12I advised the parties, however, that the Tribunal had other powers to address any potential prejudice, including limiting the extent of the oral evidence to the parties’ respective pleadings and allowing an adjournment of the hearing to respond to any unforeseen evidence. I invited the parties to advise the Tribunal if they felt that they were prejudiced during the course of the hearing. I note that neither party at any time after this preliminary objection took the position that it was prejudiced or surprised by any oral evidence.
13Prior to the calling of any evidence the Tribunal advised the parties that a decision in this matter would largely depend on an assessment of the credibility of the witnesses. The respondent asked the Tribunal to order that the witnesses be excluded from the hearing. The applicant did not object and the Tribunal ordered the exclusion of all non-party witnesses because it was appropriate to do so.
evidence
The Applicant’s Evidence
14After a brief opening statement from the applicant, V.P. testified under oath. She explained that on some day in the middle of June 2009, which was likely a Wednesday, she, her mother and her two sons visited a townhouse, which was being rented by Mr. and Mrs.

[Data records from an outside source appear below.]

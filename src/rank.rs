//! Ordering and truncation of scanner output.
//!
//! The ranking order is fixed and total: score descending, ties broken
//! by ascending offset, forward strand before reverse at the same
//! offset. Equal inputs therefore always rank identically.

use crate::types::{Hit, Strand};
use std::cmp::Ordering;
use std::collections::BinaryHeap;

/// The ranking order over hits. `Less` means `a` ranks ahead of `b`.
pub fn rank_cmp(a: &Hit, b: &Hit) -> Ordering {
    b.score
        .total_cmp(&a.score)
        .then_with(|| a.offset.cmp(&b.offset))
        .then_with(|| strand_rank(a.strand).cmp(&strand_rank(b.strand)))
}

fn strand_rank(strand: Strand) -> u8 {
    match strand {
        Strand::Forward => 0,
        Strand::Reverse => 1,
    }
}

// BinaryHeap is a max-heap, so with this Ord the peek is the
// worst-ranked hit currently kept.
struct Ranked(Hit);

impl PartialEq for Ranked {
    fn eq(&self, other: &Self) -> bool {
        rank_cmp(&self.0, &other.0) == Ordering::Equal
    }
}

impl Eq for Ranked {}

impl PartialOrd for Ranked {
    fn partial_cmp(&self, other: &Self) -> Option<Ordering> {
        Some(self.cmp(other))
    }
}

impl Ord for Ranked {
    fn cmp(&self, other: &Self) -> Ordering {
        rank_cmp(&self.0, &other.0)
    }
}

/// Filters, orders, and truncates a hit stream.
///
/// `min_score` drops hits scoring below the cutoff before any sorting.
/// With `top_k`, a bounded heap keeps the k best-ranked hits seen so far
/// instead of materializing and sorting the full stream.
pub fn rank_hits<I>(hits: I, top_k: Option<usize>, min_score: Option<f64>) -> Vec<Hit>
where
    I: Iterator<Item = Hit>,
{
    let kept = hits.filter(|hit| min_score.is_none_or(|cutoff| hit.score >= cutoff));

    match top_k {
        Some(0) => Vec::new(),
        Some(k) => {
            let mut heap: BinaryHeap<Ranked> = BinaryHeap::with_capacity(k + 1);
            for hit in kept {
                heap.push(Ranked(hit));
                if heap.len() > k {
                    heap.pop();
                }
            }
            let mut ranked: Vec<Hit> = heap.into_iter().map(|r| r.0).collect();
            ranked.sort_by(rank_cmp);
            ranked
        }
        None => {
            let mut ranked: Vec<Hit> = kept.collect();
            ranked.sort_by(rank_cmp);
            ranked
        }
    }
}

Gauthier.
15The applicant testified that she had left a message earlier in the day, and that her call was returned by Ms. Collette Gauthier in the afternoon. The applicant stated that she told the applicant that she could not visit the townhouse at 7 p.m. that evening because, her son J.P. who has ADHD had to take medication at that time. The applicant proposed seeing the townhouse at 6 p.m. or at 8 p.m. The applicant testified that Mrs. Gauthier during the call refused her request to visit the townhouse at any other time that day.
16The applicant testified that she made arrangements with Mrs. Gauthier and that S.V., the applicant’s mother drove to pick-up the applicant and her two children, who were staying at a woman’s shelter, and that then the applicant drove the car to the townhouse arriving at 7 p.m.

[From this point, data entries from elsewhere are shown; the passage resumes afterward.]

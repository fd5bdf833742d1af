use crate::alphabet::complement_char;
use crate::error::{Result, SearchError};
use polars::prelude::*;
use std::fs::File;
use std::io::{BufRead, BufReader, Write};

/// Reads sequences from a FASTA format file into a Polars DataFrame.
///
/// # Arguments
/// * `filename` - Path to the FASTA file to read
///
/// # Returns
/// * `Result<DataFrame>` - A DataFrame with two columns:
///   - "label": the sequence identifiers (without the '>' prefix)
///   - "sequence": the corresponding sequences, uppercased
///
/// # Errors
/// * Returns `SearchError::InvalidFileFormat` if no sequences are found
/// * Returns `SearchError::DataError` if DataFrame creation fails
/// * Returns `SearchError::Io` for file reading issues
pub fn read_fasta(filename: &str) -> Result<DataFrame> {
    let file = File::open(filename)?;
    let reader = BufReader::new(file);

    let mut records: Vec<(String, String)> = Vec::new();
    let mut header: Option<String> = None;
    let mut sequence = String::new();

    for line in reader.lines() {
        let line = line?;
        let line = line.trim();
        if let Some(name) = line.strip_prefix('>') {
            if let Some(previous) = header.take() {
                records.push((previous, sequence.to_uppercase()));
                sequence.clear();
            }
            header = Some(name.to_string());
        } else if !line.is_empty() {
            sequence.push_str(line);
        }
    }
    if let Some(last) = header {
        records.push((last, sequence.to_uppercase()));
    }

    if records.is_empty() {
        return Err(SearchError::InvalidFileFormat("no sequences found".into()));
    }

    let (labels, sequences): (Vec<String>, Vec<String>) = records.into_iter().unzip();
    DataFrame::new(vec![
        Column::new("label".into(), labels),
        Column::new("sequence".into(), sequences),
    ])
    .map_err(|e| SearchError::DataError(e.to_string()))
}

/// Writes sequences from a Polars DataFrame to a FASTA format file.
///
/// # Arguments
/// * `df` - DataFrame with "label" and "sequence" columns
/// * `filename` - Path where the FASTA file should be written
///
/// # Errors
/// * Returns `SearchError::DataError` if required columns are missing
/// * Returns `SearchError::Io` for file writing issues
pub fn write_fasta(df: &DataFrame, filename: &str) -> Result<()> {
    let labels = df
        .column("label")
        .and_then(|c| c.str())
        .map_err(|e| SearchError::DataError(e.to_string()))?;
    let sequences = df
        .column("sequence")
        .and_then(|c| c.str())
        .map_err(|e| SearchError::DataError(e.to_string()))?;

    let mut file = File::create(filename)?;
    for (label, sequence) in labels.into_iter().zip(sequences) {
        if let (Some(label), Some(sequence)) = (label, sequence) {
            writeln!(file, ">{}", label)?;
            writeln!(file, "{}", sequence)?;
        }
    }

    Ok(())
}

/// Reads aligned binding sites from a file, one site per line.
/// FASTA-style `>` header lines and blank lines are skipped, so both
/// plain site lists and site files with headers work.
///
/// # Errors
/// * Returns `SearchError::InvalidFileFormat` if the file holds no sites
/// * Returns `SearchError::Io` for file reading issues
pub fn read_sites(filename: &str) -> Result<Vec<String>> {
    let file = File::open(filename)?;
    let reader = BufReader::new(file);

    let mut sites = Vec::new();
    for line in reader.lines() {
        let line = line?;
        let line = line.trim();
        if line.is_empty() || line.starts_with('>') {
            continue;
        }
        sites.push(line.to_string());
    }

    if sites.is_empty() {
        return Err(SearchError::InvalidFileFormat("no sites found".into()));
    }
    Ok(sites)
}

/// Generates the reverse complement of a DNA sequence (A↔T, C↔G, order
/// reversed); case is preserved.
///
/// # Errors
/// * Returns `SearchError::InvalidSymbol` for characters outside the
///   nucleotide alphabet
pub fn rev_comp(sequence: &str) -> Result<String> {
    sequence
        .chars()
        .rev()
        .enumerate()
        .map(|(i, c)| {
            complement_char(c).ok_or_else(|| SearchError::invalid_symbol(sequence.len() - 1 - i, c))
        })
        .collect()
}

17The applicant testified that they visited the townhouse, which was vacant, and that both children were very excited and running up and down the stairs and around the apartment. Her mother S.V. and Mrs. Gauthier were together behind the applicant talking in French. The applicant testified that she gave her son his medication at 7:05 p.m. and that they continued to look around the apartment. She also testified that though her son was excited he was not yelling, screaming or crying.
18The applicant then said that as they were downstairs about to leave, at approximately 7:10 p.m., that Mrs. Gauthier put both hands on her ears and asked the applicant in French “est-il retardé?” Translated into English this means, “is he retarded?” The applicant testified that she became very upset by the insult and left without asking about an application to rent the townhouse.
19The applicant testified that she was not able to secure alternate housing either because the rental units were too small or too expensive and that she had to move in with her sister.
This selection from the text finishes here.